Welcome to Fly Fishing The Salt! If you are just discovering the joys of fly fishing the salt (or salt chuck as some call it) here you will find information to steer you in the right direction. Tips on what equipment to use, why, where and how to fish. And we will try to include a little inspiration to get you going. For the experienced salt water angler, there will be personal stories about real fishermen and their experiences, tips on what flies for which fish and techniques that work. Your stories and articles are also most welcome. Share the knowledge and adventure. Pass it on! This is for you.


Sight Fishing for Striped Bass

By Alan Caolo, Rhode Island

The diversity of our fly fishing world is expanding. Rapid technological development and hard work by innovative sportsmen over the last decade have provided fly fishers with a vast array of modern tackle, advanced techniques and worldwide angling opportunities. The most dramatic growth has been in salt water where changing attitudes on the part of sportsmen have led to unprecedented popularity in saltwater fly fishing.

The game fish sought by today's fly fishers are perhaps the best evidence of this growth. With the "bait and switch" techniques and some very high-tech equipment nearly all the blue water species are routinely taken now on fly gear. False albacore and bonito have become widely sought after inshore game fish albeit for decades only a few fly-rodding mavericks pursued them.
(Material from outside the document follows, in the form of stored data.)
/// Summary, health-report, analysis and chat handlers
use axum::extract::Path;
use axum::extract::State;
use axum::http::StatusCode;
use axum::Json;
use tracing::error;
use tracing::info;

use super::AppState;
use crate::api::types::ApiResponse;
use crate::api::types::SummaryResponse;
use crate::report::ChatAnswer;
use crate::report::ChatContext;
use crate::report::ContentAnalysis;
use crate::report::HealthReport;

/// Aggregate summary of a video's stored comments
/// (GET /api/videos/:video_id/summary)
pub async fn get_summary(
    State(state): State<AppState>,
    Path(video_id): Path<String>,
) -> Result<Json<ApiResponse<SummaryResponse>>, StatusCode> {
    info!("GET /api/videos/{}/summary", video_id);

    match state.reports.summary(&video_id).await {
        Ok(summary) => {
            let sentiment = summary.sentiment_distribution.percentages();
            Ok(Json(ApiResponse::success(SummaryResponse {
                video_id,
                summary,
                sentiment,
            })))
        }
        Err(e) => {
            error!("Failed to build summary for {}: {}", video_id, e);
            Ok(Json(ApiResponse::error(format!(
                "Failed to generate summary: {e}"
            ))))
        }
    }
}

/// Creator wellbeing report (GET /api/videos/:video_id/health-report)
pub async fn get_health_report(
    State(state): State<AppState>,
    Path(video_id): Path<String>,
) -> Result<Json<ApiResponse<HealthReport>>, StatusCode> {
    info!("GET /api/videos/{}/health-report", video_id);

    match state.reports.health_report(&video_id).await {
        Ok(report) => Ok(Json(ApiResponse::success(report))),
        Err(e) => {
            error!("Failed to build health report for {}: {}", video_id, e);
            Ok(Json(ApiResponse::error(format!(
                "Failed to analyze creator health: {e}"
            ))))
        }
    }
}

/// LLM content analysis (GET /api/videos/:video_id/analysis)
pub async fn get_content_analysis(
    State(state): State<AppState>,
    Path(video_id): Path<String>,
) -> Result<Json<ApiResponse<ContentAnalysis>>, StatusCode> {
    info!("GET /api/videos/{}/analysis", video_id);

    match state.reports.content_analysis(&video_id).await {
        Ok(analysis) => Ok(Json(ApiResponse::success(analysis))),
        Err(e) => {
            error!("Failed to generate analysis for {}: {}", video_id, e);
            Ok(Json(ApiResponse::error(format!(
                "Failed to generate analysis: {e}"
            ))))
        }
    }
}

/// Creator chat over provided context (POST /api/chat)
pub async fn post_chat(
    State(state): State<AppState>,
    Json(context): Json<ChatContext>,
) -> Result<Json<ApiResponse<ChatAnswer>>, StatusCode> {
    info!("POST /api/chat");

    match state.reports.chat(&context).await {
        Ok(answer) => Ok(Json(ApiResponse::success(answer))),
        Err(e) => {
            error!("Chat completion failed: {}", e);
            Ok(Json(ApiResponse::error(format!("Chat failed: {e}"))))
        }
    }
}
Exciting things are happening on the flats as well. Several innovative Northeast anglers and guides have begun exploring flat-fishing opportunities at home - for striped bass. Long thought to be exclusively a tropical experience, the successful introduction of southern-style flats-skiffs for stalking stripers on Northeast flats has proven otherwise. In a short time, fly-rodding for stripers has experienced a popular shift from traditional approaches. At the apex of the sport today is sight-fishing, where visual excitement and challenge provide fly fishers a thrilling and rewarding experience.

Stripers are superb flats game fish and they're readily available to many fly-fishers. When striper stocks are up the sight-fishing opportunities are endless. When their numbers are down, sight-fishing is perhaps the most effective way of catching one of fly tackle. They offer a spectrum of challenge to suit the expectations of all fly fishers. The school-fish commonly associated with easy-to-fish inshore flats offer moderate challenge for beginners and casual sight-fishers. Experience fly-fishers looking for a tougher challenge find the large, sophisticated fish on offshore flats more appealing. For anglers seeking trophy fish in a high-skill environment, the surf offers the "major league" experience. For some fly-fishers, sight-fishing is an exciting alternative during the hot summer months after the spring migration has evaporated and the fall migrations is still months away. For others it is an obsession, where the fast action of spring and fall become the bookends to the preferred sight-fishing season. And for winter bonefish junkies in search of an off-season fix, stalking stripers in skinny water is a welcome surrogate. Stripers, however, are much closed to home for most of these folks, and no plane tickets or passports are required for a quick trip to the Northeast flats.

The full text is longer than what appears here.